Un scandale financier luxembourgeois menace Orpea

Orpea n’en a pas fini avec les affaires. Après les révélations du livre Les Fossoyeurs, du journaliste Victor Castanet, le leader mondial des maisons de retraite est menacé par un nouveau scandale, financier cette fois.

Depuis au moins treize ans, Orpea s’est appuyé, dans la plus grande discrétion, sur une société luxembourgeoise nommée Lipany. Laquelle a réalisé plusieurs opérations financières douteuses, et a récupéré, via sa quarantaine de filiales, 92 millions d’euros d’actifs dans quatre pays européens, dont la France. Il s’agit principalement de parts dans de nombreux Ehpad et cliniques gérés par Orpea.

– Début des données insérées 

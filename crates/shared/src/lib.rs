//! Records and errors shared by the hospital store and the desktop app.

pub mod domain;
pub mod error;
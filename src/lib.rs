//! Seaview - Terminal NFT Gallery
//!
//! Seaview browses the NFTs owned by an Ethereum wallet, fetched from the
//! OpenSea v2 API, in a terminal UI.
//!
//! ## Architecture
//!
//! The core is the fetch/paginate/filter/cache pipeline behind the list:
//!
//! - [`opensea`]: one paginated request (or one detail lookup) against the
//!   upstream API, normalized into [`models`] types.
//! - [`filter`]: decides whether a fetched item is displayable.
//! - [`media`]: decides how an item's primary asset renders.
//! - [`gallery`]: the incremental collection controller - accumulates
//!   filtered pages, tracks the cursor, debounces load-more, and discards
//!   superseded responses.
//! - [`cache`]: short-lived page memo keyed by (wallet, cursor).
//!
//! The UI ([`app`], [`ui`], the binary) is a thin consumer: it pumps the
//! controller for fetch requests, performs the IO on tokio tasks, and feeds
//! outcomes back through an event channel.

pub mod app;
pub mod cache;
pub mod config;
pub mod error;
pub mod filter;
pub mod gallery;
pub mod media;
pub mod models;
pub mod opensea;
pub mod ui;

// Re-export commonly used types
pub use app::{App, DetailPhase, DetailRequest, InputMode, View};
pub use cache::PageCache;
pub use config::Config;
pub use error::GalleryError;
pub use filter::FilterPolicy;
pub use gallery::{FetchRequest, GalleryController, Phase, LOAD_MORE_DEBOUNCE};
pub use models::{AppEvent, Nft, NftPage};
pub use opensea::{NftApi, OpenSeaClient};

Officiellement, cette société implantée dans un paradis fiscal est totalement indépendante d’Orpea. Elle appartient à Roberto Tribuno, un comptable et conseiller fiscal qui a été le patron d’Orpea en Italie.

Mais notre enquête montre que Lipany opérait en étroite coopération avec Orpea et son ancien directeur financier Sébastien Mesnard, devenu en décembre directeur des financements et de la comptabilité. Trois autres cadres et anciens cadres d’Orpea ont d’ailleurs occupé des fonctions ou effectué des missions pour des filiales de Lipany.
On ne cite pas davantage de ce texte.